Just wanted to pop up here to wish you well. My partner was eventually diagnosed with FL a few weeks ago, after tests that started in January. His diagnosis was also completely out of the blue, and was only discovered through an unrelated blood test when he got an eye infection. I'm glad to hear that you have a good support network and although obviously I don't know much about your personal circumstances, I've been reassured to find that FL generally responds well to treatment, and treatment often gives long periods of remission. It became a mantra of sorts for me and my partner, when we both felt scared or overwhelmed, we'd just keep repeating: 'responds well to treatment, long periods of remission'. 

At the moment he's completely symptomless on watch and wait, so we're settling into a rhythm of regular check-ups, but apart from that trying to just get on with life as normal! This forum was hugely helpful to me when I kind of needed to put things into context, hear other people's experiences and not be blinded by the word: 'Leukaemia'.

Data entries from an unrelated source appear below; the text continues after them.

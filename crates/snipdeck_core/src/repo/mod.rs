//! Persistent entry store.
//!
//! # Responsibility
//! - Own the durable collection and expose load/replace/add/update/remove.
//! - Translate storage and codec failures into semantic store errors.
//!
//! # Invariants
//! - Every mutation persists the whole collection before the in-memory
//!   copy changes; a failed write leaves both untouched.
//! - Corrupt persisted data is an error, never an empty collection.

pub mod item_store;
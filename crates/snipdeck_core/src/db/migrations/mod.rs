//! Schema migrations for the key-value backing table.
//!
//! # Invariants
//! - `version` values must remain monotonic.
//! - Applied migration version is mirrored to `PRAGMA user_version`.
//! - Pending migrations are applied in one transaction or not at all.

use crate::db::{DbError, DbResult};
use log::info;
use rusqlite::Connection;

#[derive(Debug, Clone, Copy)]
struct Migration {
    version: u32,
    sql: &'static str,
}

const MIGRATIONS: &[Migration] = &[Migration {
    version: 1,
    sql: include_str!("0001_kv_store.sql"),
}];

/// Returns the latest schema version this binary knows how to produce.
pub fn latest_version() -> u32 {
    MIGRATIONS.last().map_or(0, |migration| migration.version)
}

/// Brings the connection schema up to [`latest_version`].
///
/// Returns how many migrations were applied (`0` when already current).
///
/// # Errors
/// - `SchemaTooNew` when the file was written by a newer binary.
pub fn apply_migrations(conn: &mut Connection) -> DbResult<usize> {
    let from_version = conn.query_row("PRAGMA user_version;", [], |row| row.get::<_, u32>(0))?;
    let latest = latest_version();

    if from_version > latest {
        return Err(DbError::SchemaTooNew {
            found: from_version,
            supported: latest,
        });
    }

    let pending = MIGRATIONS
        .iter()
        .filter(|migration| migration.version > from_version)
        .collect::<Vec<_>>();
    if pending.is_empty() {
        return Ok(0);
    }

    let tx = conn.transaction()?;
    for migration in &pending {
        tx.execute_batch(migration.sql)?;
        tx.pragma_update(None, "user_version", migration.version)?;
    }
    tx.commit()?;

    info!(
        "event=db_migrate module=db status=ok from_version={} to_version={} applied={}",
        from_version,
        latest,
        pending.len()
    );
    Ok(pending.len())
}
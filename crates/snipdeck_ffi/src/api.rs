//! FFI use-case API for Flutter-facing calls.
//!
//! # Responsibility
//! - Expose stable, use-case-level functions to Dart via FRB.
//! - Own the single process-wide launcher session.
//! - Translate host side effects into commands the Dart host executes.
//!
//! # Invariants
//! - Exported functions must not panic across the FFI boundary.
//! - All store and session calls go through one `Launcher`, so management
//!   edits are visible to the next search without reloading.

use log::warn;
use once_cell::sync::Lazy;
use snipdeck_core::kv::SqliteKeyValueStore;
use snipdeck_core::{
    core_version as core_version_inner, init_logging as init_logging_inner, search_entries,
    ActivationEvent, Candidate, EntryDraft, HostCommand, ItemStore, KeyEvent, Launcher,
    LauncherConfig, MatchQuery, QueuedHost, Screen, SelectionState,
};
use std::path::PathBuf;
use std::sync::{Mutex, OnceLock};
use std::time::Instant;

const SEARCH_DEFAULT_LIMIT: u32 = 10;
const SEARCH_LIMIT_MAX: u32 = 50;
const IN_MEMORY_DB: &str = ":memory:";

type FfiLauncher = Launcher<SqliteKeyValueStore, QueuedHost>;

static DB_PATH: OnceLock<PathBuf> = OnceLock::new();
static LAUNCHER: Lazy<Mutex<Option<FfiLauncher>>> = Lazy::new(|| Mutex::new(None));

/// Expose core crate version through FFI.
#[flutter_rust_bridge::frb(sync)]
pub fn core_version() -> String {
    core_version_inner().to_owned()
}

/// Initializes Rust core logging once per process.
///
/// # FFI contract
/// - Safe to call repeatedly with the same `level + log_dir`.
/// - Returns empty string on success and error message on failure.
#[flutter_rust_bridge::frb(sync)]
pub fn init_logging(level: String, log_dir: String) -> String {
    match init_logging_inner(level.as_str(), log_dir.as_str()) {
        Ok(()) => String::new(),
        Err(err) => err.to_string(),
    }
}

/// Pins the database file for this process.
///
/// Must run before the first store call to take effect. Calling again with
/// the same path is accepted; a different path is rejected. `:memory:`
/// keeps the store in RAM for the life of the process.
///
/// # FFI contract
/// - Returns empty string on success and error message on failure.
#[flutter_rust_bridge::frb(sync)]
pub fn init_store(db_path: String) -> String {
    let requested = PathBuf::from(db_path.trim());
    if requested.as_os_str().is_empty() {
        return "db_path must not be empty".to_string();
    }
    let active = DB_PATH.get_or_init(|| requested.clone());
    if *active != requested {
        return format!(
            "store already bound to `{}`; refusing to switch to `{}`",
            active.display(),
            requested.display()
        );
    }
    String::new()
}

/// Snippet row shown in lists and search results.
#[derive(Debug, Clone, PartialEq, Eq)]
pub struct SnippetItem {
    pub id: String,
    pub trigger: String,
    pub title: String,
    pub subtitle: String,
    pub data: String,
}

/// Envelope for list/search calls.
#[derive(Debug, Clone, PartialEq, Eq)]
pub struct SnippetListResponse {
    pub ok: bool,
    pub items: Vec<SnippetItem>,
    pub message: String,
}

impl SnippetListResponse {
    fn failure(message: impl Into<String>) -> Self {
        Self {
            ok: false,
            items: Vec::new(),
            message: message.into(),
        }
    }
}

/// Envelope for mutating calls.
#[derive(Debug, Clone, PartialEq, Eq)]
pub struct SnippetActionResponse {
    pub ok: bool,
    /// Affected entry id, when one exists.
    pub id: Option<String>,
    pub message: String,
}

impl SnippetActionResponse {
    fn success(message: impl Into<String>, id: Option<String>) -> Self {
        Self {
            ok: true,
            id,
            message: message.into(),
        }
    }

    fn failure(message: impl Into<String>) -> Self {
        Self {
            ok: false,
            id: None,
            message: message.into(),
        }
    }
}

/// Side effect the Dart host must run, in list order.
#[derive(Debug, Clone, PartialEq, Eq)]
pub struct HostAction {
    /// `copy_text|hide_window|exit_plugin`.
    pub kind: String,
    /// Clipboard text for `copy_text`.
    pub text: Option<String>,
}

/// Search screen state after one launcher call.
#[derive(Debug, Clone, PartialEq, Eq)]
pub struct LauncherView {
    /// `neutral|manage|search`.
    pub screen: String,
    /// `idle|browsing|committed|cancelled`.
    pub state: String,
    pub query: String,
    pub items: Vec<SnippetItem>,
    pub selected_index: u32,
    /// Milliseconds until `launcher_tick` should be called for auto-commit.
    pub auto_commit_in_ms: Option<u32>,
    pub actions: Vec<HostAction>,
    /// Empty on success.
    pub error: String,
}

/// Lists every snippet in insertion order.
#[flutter_rust_bridge::frb(sync)]
pub fn snippet_list() -> SnippetListResponse {
    match with_launcher(|launcher| {
        Ok(launcher
            .store()
            .entries()
            .iter()
            .map(to_item)
            .collect::<Vec<_>>())
    }) {
        Ok(items) => SnippetListResponse {
            ok: true,
            message: format!("{} snippet(s).", items.len()),
            items,
        },
        Err(err) => SnippetListResponse::failure(format!("snippet_list failed: {err}")),
    }
}

/// Ranked search with a normalized result cap.
#[flutter_rust_bridge::frb(sync)]
pub fn snippet_search(text: String, limit: Option<u32>) -> SnippetListResponse {
    let applied_limit = normalize_search_limit(limit);
    let query = MatchQuery::new(text).limit(applied_limit as usize);
    match with_launcher(|launcher| {
        Ok(search_entries(launcher.store().entries(), &query)
            .iter()
            .map(|candidate| to_item(&candidate.entry))
            .collect::<Vec<_>>())
    }) {
        Ok(items) => SnippetListResponse {
            ok: true,
            message: if items.is_empty() {
                "No results.".to_string()
            } else {
                format!("Found {} result(s).", items.len())
            },
            items,
        },
        Err(err) => SnippetListResponse::failure(format!("snippet_search failed: {err}")),
    }
}

#[flutter_rust_bridge::frb(sync)]
pub fn snippet_add(
    trigger: String,
    title: String,
    subtitle: String,
    data: String,
) -> SnippetActionResponse {
    let draft = EntryDraft::new(trigger, title).subtitle(subtitle).data(data);
    match with_launcher(|launcher| launcher.store_mut().add(draft).map_err(|err| err.to_string()))
    {
        Ok(entry) => SnippetActionResponse::success("Snippet created.", Some(entry.id)),
        Err(err) => SnippetActionResponse::failure(format!("snippet_add failed: {err}")),
    }
}

#[flutter_rust_bridge::frb(sync)]
pub fn snippet_update(
    id: String,
    trigger: String,
    title: String,
    subtitle: String,
    data: String,
) -> SnippetActionResponse {
    let draft = EntryDraft::new(trigger, title).subtitle(subtitle).data(data);
    match with_launcher(|launcher| {
        launcher
            .store_mut()
            .update(&id, draft)
            .map_err(|err| err.to_string())
    }) {
        Ok(entry) => SnippetActionResponse::success("Snippet updated.", Some(entry.id)),
        Err(err) => SnippetActionResponse::failure(format!("snippet_update failed: {err}")),
    }
}

/// Removes a snippet. Unknown ids succeed without change.
#[flutter_rust_bridge::frb(sync)]
pub fn snippet_remove(id: String) -> SnippetActionResponse {
    match with_launcher(|launcher| {
        launcher
            .store_mut()
            .remove(&id)
            .map_err(|err| err.to_string())
    }) {
        Ok(()) => SnippetActionResponse::success("Snippet removed.", Some(id)),
        Err(err) => SnippetActionResponse::failure(format!("snippet_remove failed: {err}")),
    }
}

/// Deletes every snippet. The Dart side confirms with the user first.
#[flutter_rust_bridge::frb(sync)]
pub fn snippet_clear() -> SnippetActionResponse {
    match with_launcher(|launcher| launcher.store_mut().clear().map_err(|err| err.to_string())) {
        Ok(()) => SnippetActionResponse::success("All snippets removed.", None),
        Err(err) => SnippetActionResponse::failure(format!("snippet_clear failed: {err}")),
    }
}

/// Returns the pretty-printed snapshot JSON, or an error message prefixed
/// with `error:`.
#[flutter_rust_bridge::frb(sync)]
pub fn snippet_export() -> String {
    match with_launcher(|launcher| {
        launcher
            .store()
            .export_snapshot()
            .to_json_pretty()
            .map_err(|err| err.to_string())
    }) {
        Ok(json) => json,
        Err(err) => format!("error: snippet_export failed: {err}"),
    }
}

Wishing you all the best x

Hi Again, good you found the group it is a good safe place to find support and advice, also just so you know you can also download all the booklets to, though as that one was for your grandson then best he has something to go back to.

Hello

The same time frame as me then! It seems to be the same way a lot of people are diagnosed with it, completely by accident. If I hadn't got in touch with the doctor about heartburn, I'd still be oblivious to it.

I keep saying something similar, mine is "It's cancer, but it's treatable" My only symptom is two lumps on the back of my skull/behind my right ear, other than that, nothing. So I'm also on active monitoring, my first bloods were drawn a fortnight ago and I have another CT scan booked for Monday, but that's for the blocked kidney that turned up in my first ones. If I didn't have a sense of humour I think I'd be in a corner rocking and dribbling

Leukaemia? That word hasn't been mentioned to me at all, it's Lymphoma or Follicular Lymphoma or Non-Hodgkin's, I know it's a blood cancer, not a tumour, but cells in lymph nodes. That's how I'm explaining it to my grandson tomorrow, but I won't mention cancer, he's 11, it would terrify him.

Good luck to your husband, may we both go forward without treatment for a long time to come! x

Hello!

Yes, I downloaded some for me and my daughter, but I wanted him to have something to look at and understand that I'm not going anywhere anytime soon.

How do I get a quote at the end of my posts please?

Hi  

Hit your Community name.

This will take you to 'your' information.

On a phone go to the top right corner and hit the little down pointing arrow then hit your avatar picture or icon when it papers in the green drop down - then look for 'settings'

On a Computer hit the little avatar picture or icon at the top right then look for 'settings'

Find 'Signature' then put in what you want and remember to SAVE you changes. 

Get back to me if you need more help.